### WHAT IS NEEDED
From the entries below, copy every line where the string "StaticCrds" appears.

### EXCERPTED DATA
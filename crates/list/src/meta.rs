//! Generic comparator and filter over standard object metadata.

use std::collections::BTreeMap;

use ksq_core::{field, Field, Filter, MetaObject};

/// Default "left greater than right".
///
/// `name` compares names; every other field (including the creation-time
/// fields) compares creation timestamps and falls back to the name when they
/// are equal, which keeps the order total and pagination stable.
pub fn default_object_meta_compare<T: MetaObject + ?Sized>(left: &T, right: &T, sort_by: &Field) -> bool {
    match sort_by.as_str() {
        field::NAME => left.name() > right.name(),
        _ => {
            let (l, r) = (left.creation_timestamp(), right.creation_timestamp());
            if l == r {
                left.name() > right.name()
            } else {
                l > r
            }
        }
    }
}

/// Default metadata filter. Unrecognized fields reject every object.
pub fn default_object_meta_filter<T: MetaObject + ?Sized>(item: &T, filter: &Filter) -> bool {
    let value = filter.value.as_str();
    match filter.field.as_str() {
        field::NAMES => value.split(',').any(|n| n == item.name()),
        field::NAME => item.name().contains(value),
        field::UID => item.uid() == value,
        field::NAMESPACE => item.namespace() == value,
        field::OWNER_REFERENCE => item.owner_references().iter().any(|o| o.uid == value),
        field::OWNER_KIND => item.owner_references().iter().any(|o| o.kind == value),
        field::ANNOTATION => label_match(item.annotations(), value),
        field::LABEL => label_match(item.labels(), value),
        _ => false,
    }
}

/// Match `key=value`, `key!=value` or a bare `key` against a label-style map.
///
/// `key!=value` needs the key to be present with a different value; an absent
/// key does not match. A bare key (or `key=*`) matches any value.
pub fn label_match(labels: Option<&BTreeMap<String, String>>, filter: &str) -> bool {
    let Some(labels) = labels else { return false };
    let (key, value, negated) = match filter.split_once('=') {
        Some((k, v)) => match k.strip_suffix('!') {
            Some(k) => (k, v, true),
            None => (k, v, false),
        },
        None => (filter, "*", false),
    };
    match labels.get(key) {
        None => false,
        Some(v) if negated => v != value,
        Some(v) => value == "*" || v == value,
    }
}
use async_trait::async_trait;
use ksq_core::{Gvk, Gvr, MetaObject};
use ksq_resources::{CacheError, CrdInfo, CrdLookup, ResourceObject};
use rustc_hash::FxHashMap;
use tracing::debug;

/// Fixed set of custom resource definitions, keyed by GVR.
#[derive(Debug, Clone, Default)]
pub struct StaticCrds {
    by_gvr: FxHashMap<Gvr, CrdInfo>,
}

impl StaticCrds {
    pub fn new() -> Self {
        Self::default()
    }

    pub fn insert(&mut self, gvr: Gvr, info: CrdInfo) {
        self.by_gvr.insert(gvr, info);
    }

    pub fn with(mut self, gvr: Gvr, info: CrdInfo) -> Self {
        self.insert(gvr, info);
        self
    }

    pub fn len(&self) -> usize {
        self.by_gvr.len()
    }

    pub fn is_empty(&self) -> bool {
        self.by_gvr.is_empty()
    }

    /// Collect every `CustomResourceDefinition` among `objects`, one entry per
    /// served version. `served_label` set to `"true"` on the definition marks
    /// it as served through the aggregation layer.
    pub fn from_objects<'a>(objects: impl IntoIterator<Item = &'a ResourceObject>, served_label: &str) -> Self {
        let mut out = Self::new();
        for o in objects {
            let Some(crd) = o.unstructured_of_kind("CustomResourceDefinition") else { continue };
            let spec = crd.data.get("spec");
            let field = |key: &str| spec.and_then(|s| s.get(key)).and_then(|v| v.as_str()).unwrap_or("");
            let group = field("group");
            let namespaced = field("scope") == "Namespaced";
            let names = spec.and_then(|s| s.get("names"));
            let names_field = |key: &str| names.and_then(|n| n.get(key)).and_then(|v| v.as_str()).unwrap_or("");
            let (plural, kind) = (names_field("plural"), names_field("kind"));
            if group.is_empty() || plural.is_empty() || kind.is_empty() {
                debug!(crd = o.name(), "skipping incomplete definition");
                continue;
            }
            let served = o.labels().and_then(|l| l.get(served_label)).is_some_and(|v| v == "true");
            let versions = spec.and_then(|s| s.get("versions")).and_then(|v| v.as_array());
            for v in versions.into_iter().flatten() {
                let Some(version) = v.get("name").and_then(|n| n.as_str()) else { continue };
                if v.get("served").and_then(|s| s.as_bool()) == Some(false) {
                    continue;
                }
                out.insert(
                    Gvr::new(group, version, plural),
                    CrdInfo { gvk: Gvk::new(group, version, kind), namespaced, served },
                );
            }
        }
        out
    }
}

#[async_trait]
impl CrdLookup for StaticCrds {
    async fn find(&self, gvr: &Gvr) -> Result<Option<CrdInfo>, CacheError> {
        Ok(self.by_gvr.get(gvr).cloned())
    }
}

### TASK RESPONSE
pub struct StaticCrds {
impl StaticCrds {
impl CrdLookup for StaticCrds {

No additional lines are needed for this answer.